------ SUPPLIED DATA
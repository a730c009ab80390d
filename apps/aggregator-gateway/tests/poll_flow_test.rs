//! Quote Flow Integration Tests
//!
//! Drives the typed aggregator client end to end against a wiremock
//! upstream:
//! - Lazy service authentication: the first call goes out tokenless, the
//!   resulting 401 triggers exactly one login, and the replay carries the
//!   fresh bearer
//! - Create-then-poll lifecycle with monotonic plan merging across
//!   snapshots
//! - Poll abort on fetch failure, before any callback fires
//! - The bounded 401 refresh/replay cycle surfacing `Unauthorized`

#![allow(clippy::unwrap_used, clippy::expect_used)]

use std::sync::Arc;
use std::time::Duration;

use serde_json::{Value, json};
use tokio_util::sync::CancellationToken;
use wiremock::matchers::{body_json, header, method, path};
use wiremock::{Mock, MockServer, ResponseTemplate};

use aggregator_gateway::{
    AggregatorClient, AggregatorHttpClient, AggregatorSettings, FieldValue, GatewayError,
    PollError, PollerSettings, QuotePoller, ServiceCredentials, TokenStore,
};

/// Typed client against the given mock upstream, with an empty token store.
fn make_client(server: &MockServer) -> AggregatorClient {
    let credentials = ServiceCredentials::new(
        "svc-user".to_string(),
        "svc-pass".to_string(),
        "CH-7".to_string(),
    );
    let settings = AggregatorSettings::new(server.uri(), credentials);
    let http = AggregatorHttpClient::new(settings, TokenStore::new()).unwrap();

    AggregatorClient::new(http)
}

/// Mount the service login endpoint issuing the given token.
async fn mount_login(server: &MockServer, token: &str, expected_calls: u64) {
    Mock::given(method("POST"))
        .and(path("/api/v1/user/verify-password"))
        .respond_with(ResponseTemplate::new(200).set_body_json(json!({"accessToken": token})))
        .expect(expected_calls)
        .mount(server)
        .await;
}

/// Quote snapshot body carrying the given plan ids.
fn snapshot_body(quote_id: &str, plan_ids: &[u64]) -> Value {
    let plans: Vec<Value> = plan_ids
        .iter()
        .map(|id| {
            json!({
                "planId": id,
                "insurerName": format!("Insurer {id}"),
                "planName": format!("Plan {id}"),
                "premium": 10_000 + id,
                "coverAmount": 5_000_000,
            })
        })
        .collect();

    json!({"quoteId": quote_id, "plans": plans})
}

#[tokio::test]
async fn quote_lifecycle_authenticates_lazily_and_merges_snapshots() {
    let server = MockServer::start().await;
    mount_login(&server, "svc-abc", 1).await;

    // The first create attempt carries no token and gets refused once.
    Mock::given(method("POST"))
        .and(path("/api/v1/quotes"))
        .respond_with(ResponseTemplate::new(401).set_body_json(json!({"error": "missing token"})))
        .up_to_n_times(1)
        .mount(&server)
        .await;

    Mock::given(method("POST"))
        .and(path("/api/v1/quotes"))
        .and(header("authorization", "Bearer svc-abc"))
        .and(body_json(json!({
            "fieldValues": [{"name": "pincode", "value": "110001"}],
        })))
        .respond_with(ResponseTemplate::new(200).set_body_json(snapshot_body("Q-77", &[])))
        .expect(1)
        .mount(&server)
        .await;

    // Snapshots grow across fetches, with one transient omission of plan 1.
    Mock::given(method("GET"))
        .and(path("/api/v1/quotes/Q-77"))
        .and(header("authorization", "Bearer svc-abc"))
        .respond_with(ResponseTemplate::new(200).set_body_json(snapshot_body("Q-77", &[1])))
        .up_to_n_times(1)
        .mount(&server)
        .await;
    Mock::given(method("GET"))
        .and(path("/api/v1/quotes/Q-77"))
        .and(header("authorization", "Bearer svc-abc"))
        .respond_with(ResponseTemplate::new(200).set_body_json(snapshot_body("Q-77", &[2])))
        .up_to_n_times(1)
        .mount(&server)
        .await;
    Mock::given(method("GET"))
        .and(path("/api/v1/quotes/Q-77"))
        .and(header("authorization", "Bearer svc-abc"))
        .respond_with(ResponseTemplate::new(200).set_body_json(snapshot_body("Q-77", &[2, 3])))
        .mount(&server)
        .await;

    let client = Arc::new(make_client(&server));

    let quote = client
        .create_quote(vec![FieldValue {
            name: "pincode".to_string(),
            value: json!("110001"),
        }])
        .await
        .unwrap();
    assert_eq!(quote.id, "Q-77");
    assert!(quote.plans.is_empty());

    let poller = QuotePoller::new(
        Arc::clone(&client),
        PollerSettings::default()
            .with_max_attempts(3)
            .with_interval(Duration::from_millis(10)),
    );

    let cancel = CancellationToken::new();
    let mut plan_counts = Vec::new();
    let final_quote = poller
        .poll_quote(
            "Q-77",
            |snapshot| plan_counts.push(snapshot.plans.len()),
            &cancel,
        )
        .await
        .unwrap();

    // The caller's view only ever grows, even across the omission.
    assert_eq!(plan_counts, vec![1, 2, 3]);

    let mut ids: Vec<u64> = final_quote.plans.iter().map(|plan| plan.id).collect();
    ids.sort_unstable();
    assert_eq!(ids, vec![1, 2, 3]);
}

#[tokio::test]
async fn poll_rejects_on_fetch_failure_without_invoking_callback() {
    let server = MockServer::start().await;
    Mock::given(method("GET"))
        .and(path("/api/v1/quotes/Q-1"))
        .respond_with(ResponseTemplate::new(500).set_body_json(json!({"error": "backend down"})))
        .expect(1)
        .mount(&server)
        .await;

    let client = make_client(&server);
    client.http().tokens().store("tok-1");

    let poller = QuotePoller::new(
        Arc::new(client),
        PollerSettings::default()
            .with_max_attempts(5)
            .with_interval(Duration::from_millis(10)),
    );

    let cancel = CancellationToken::new();
    let mut callbacks = 0_u32;
    let err = poller
        .poll_quote("Q-1", |_| callbacks += 1, &cancel)
        .await
        .unwrap_err();

    assert!(matches!(err, PollError::Fetch { attempt: 1, .. }));
    assert_eq!(callbacks, 0);
}

#[tokio::test]
async fn bounded_refresh_surfaces_unauthorized_through_typed_ops() {
    let server = MockServer::start().await;
    mount_login(&server, "svc-abc", 3).await;

    // Even a fresh token keeps getting refused.
    Mock::given(method("POST"))
        .and(path("/api/v1/quotes"))
        .respond_with(ResponseTemplate::new(401).set_body_json(json!({"error": "token revoked"})))
        .expect(4)
        .mount(&server)
        .await;

    let client = make_client(&server);
    let err = client
        .create_quote(vec![FieldValue {
            name: "pincode".to_string(),
            value: json!("110001"),
        }])
        .await
        .unwrap_err();

    match err {
        GatewayError::Unauthorized { message } => assert_eq!(message, "token revoked"),
        other => panic!("unexpected error: {other:?}"),
    }
}
//! OpenTelemetry tracing for the aggregator gateway.
//!
//! Console logging always runs through `tracing-subscriber` with an
//! `EnvFilter`. OTLP span export is optional and switches on when an
//! endpoint is configured, so local development needs no collector.

use opentelemetry::KeyValue;
use opentelemetry::trace::TracerProvider as _;
use opentelemetry_otlp::WithExportConfig;
use opentelemetry_sdk::Resource;
use opentelemetry_sdk::trace::SdkTracerProvider;
use tracing_opentelemetry::OpenTelemetryLayer;
use tracing_subscriber::EnvFilter;
use tracing_subscriber::layer::SubscriberExt;
use tracing_subscriber::util::SubscriberInitExt;

/// Default filter directives when `RUST_LOG` is unset.
const DEFAULT_DIRECTIVES: &str = "info,aggregator_gateway=debug";

/// Configuration for tracing and span export.
#[derive(Debug, Clone)]
pub struct TracingConfig {
    /// OTLP endpoint URL; `None` disables span export.
    pub otlp_endpoint: Option<String>,
    /// Service name for resource attributes.
    pub service_name: String,
    /// Service version for resource attributes.
    pub service_version: String,
}

impl Default for TracingConfig {
    fn default() -> Self {
        Self {
            otlp_endpoint: None,
            service_name: "aggregator-gateway".to_string(),
            service_version: env!("CARGO_PKG_VERSION").to_string(),
        }
    }
}

impl TracingConfig {
    /// Create a configuration with span export to the given endpoint.
    #[must_use]
    pub fn with_endpoint(endpoint: impl Into<String>) -> Self {
        Self {
            otlp_endpoint: Some(endpoint.into()),
            ..Default::default()
        }
    }

    /// Set the service name.
    #[must_use]
    pub fn service_name(mut self, name: impl Into<String>) -> Self {
        self.service_name = name.into();
        self
    }
}

/// Create a tracing configuration from environment variables.
///
/// Reads:
/// - `OTEL_EXPORTER_OTLP_ENDPOINT` - enables OTLP export when set
/// - `OTEL_SERVICE_NAME` - service name override
#[must_use]
pub fn config_from_env() -> TracingConfig {
    let otlp_endpoint = std::env::var("OTEL_EXPORTER_OTLP_ENDPOINT").ok();
    let service_name = std::env::var("OTEL_SERVICE_NAME")
        .unwrap_or_else(|_| "aggregator-gateway".to_string());

    TracingConfig {
        otlp_endpoint,
        service_name,
        ..Default::default()
    }
}

/// Error type for tracing initialization.
#[derive(Debug, thiserror::Error)]
pub enum TracingError {
    /// Failed to create the OTLP exporter.
    #[error("failed to create OTLP exporter: {0}")]
    ExporterError(String),
}

/// Tracer provider handle for graceful shutdown.
pub struct TracingGuard {
    provider: Option<SdkTracerProvider>,
}

impl TracingGuard {
    /// Shutdown the tracer provider, flushing any pending spans.
    ///
    /// Should be called before the process exits so exported spans are
    /// not lost.
    pub fn shutdown(self) {
        if let Some(provider) = self.provider
            && let Err(e) = provider.shutdown()
        {
            tracing::error!(error = %e, "Failed to shutdown tracer provider");
        }
    }
}

/// Initialize the tracing subscriber, optionally with OTLP span export.
///
/// # Returns
///
/// A `TracingGuard` that should be held until shutdown.
///
/// # Errors
///
/// Returns an error if the OTLP exporter fails to initialize.
///
/// # Panics
///
/// Panics if a tracing subscriber has already been set.
pub fn init_tracing(config: &TracingConfig) -> Result<TracingGuard, TracingError> {
    let env_filter =
        EnvFilter::try_from_default_env().unwrap_or_else(|_| EnvFilter::new(DEFAULT_DIRECTIVES));

    let Some(endpoint) = &config.otlp_endpoint else {
        tracing_subscriber::registry()
            .with(env_filter)
            .with(tracing_subscriber::fmt::layer())
            .init();
        return Ok(TracingGuard { provider: None });
    };

    let exporter = opentelemetry_otlp::SpanExporter::builder()
        .with_tonic()
        .with_endpoint(endpoint)
        .build()
        .map_err(|e| TracingError::ExporterError(e.to_string()))?;

    let resource = Resource::builder()
        .with_attributes([
            KeyValue::new("service.name", config.service_name.clone()),
            KeyValue::new("service.version", config.service_version.clone()),
        ])
        .build();

    let provider = SdkTracerProvider::builder()
        .with_resource(resource)
        .with_batch_exporter(exporter)
        .build();

    let tracer = provider.tracer(config.service_name.clone());

    tracing_subscriber::registry()
        .with(env_filter)
        .with(OpenTelemetryLayer::new(tracer))
        .with(tracing_subscriber::fmt::layer())
        .init();

    tracing::info!(
        endpoint = %endpoint,
        service = %config.service_name,
        "OpenTelemetry span export initialized"
    );

    Ok(TracingGuard {
        provider: Some(provider),
    })
}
------------
**WHAT THE TASK REQUIRES**
Return each line exactly, beginning at the start of the material above and ending at the line that includes "given plan ids.", with both of those kept.

**RESPONSE FOR THIS EXERCISE**
repository a730c009ab80390d
filename apps/aggregator-gateway/tests/poll_flow_test.rs
//! Quote Flow Integration Tests
//!
//! Drives the typed aggregator client end to end against a wiremock
//! upstream:
//! - Lazy service authentication: the first call goes out tokenless, the
//!   resulting 401 triggers exactly one login, and the replay carries the
//!   fresh bearer
//! - Create-then-poll lifecycle with monotonic plan merging across
//!   snapshots
//! - Poll abort on fetch failure, before any callback fires
//! - The bounded 401 refresh/replay cycle surfacing `Unauthorized`

#![allow(clippy::unwrap_used, clippy::expect_used)]

use std::sync::Arc;
use std::time::Duration;

use serde_json::{Value, json};
use tokio_util::sync::CancellationToken;
use wiremock::matchers::{body_json, header, method, path};
use wiremock::{Mock, MockServer, ResponseTemplate};

use aggregator_gateway::{
    AggregatorClient, AggregatorHttpClient, AggregatorSettings, FieldValue, GatewayError,
    PollError, PollerSettings, QuotePoller, ServiceCredentials, TokenStore,
};

/// Typed client against the given mock upstream, with an empty token store.
fn make_client(server: &MockServer) -> AggregatorClient {
    let credentials = ServiceCredentials::new(
        "svc-user".to_string(),
        "svc-pass".to_string(),
        "CH-7".to_string(),
    );
    let settings = AggregatorSettings::new(server.uri(), credentials);
    let http = AggregatorHttpClient::new(settings, TokenStore::new()).unwrap();

    AggregatorClient::new(http)
}

/// Mount the service login endpoint issuing the given token.
async fn mount_login(server: &MockServer, token: &str, expected_calls: u64) {
    Mock::given(method("POST"))
        .and(path("/api/v1/user/verify-password"))
        .respond_with(ResponseTemplate::new(200).set_body_json(json!({"accessToken": token})))
        .expect(expected_calls)
        .mount(server)
        .await;
}

/// Quote snapshot body carrying the given plan ids.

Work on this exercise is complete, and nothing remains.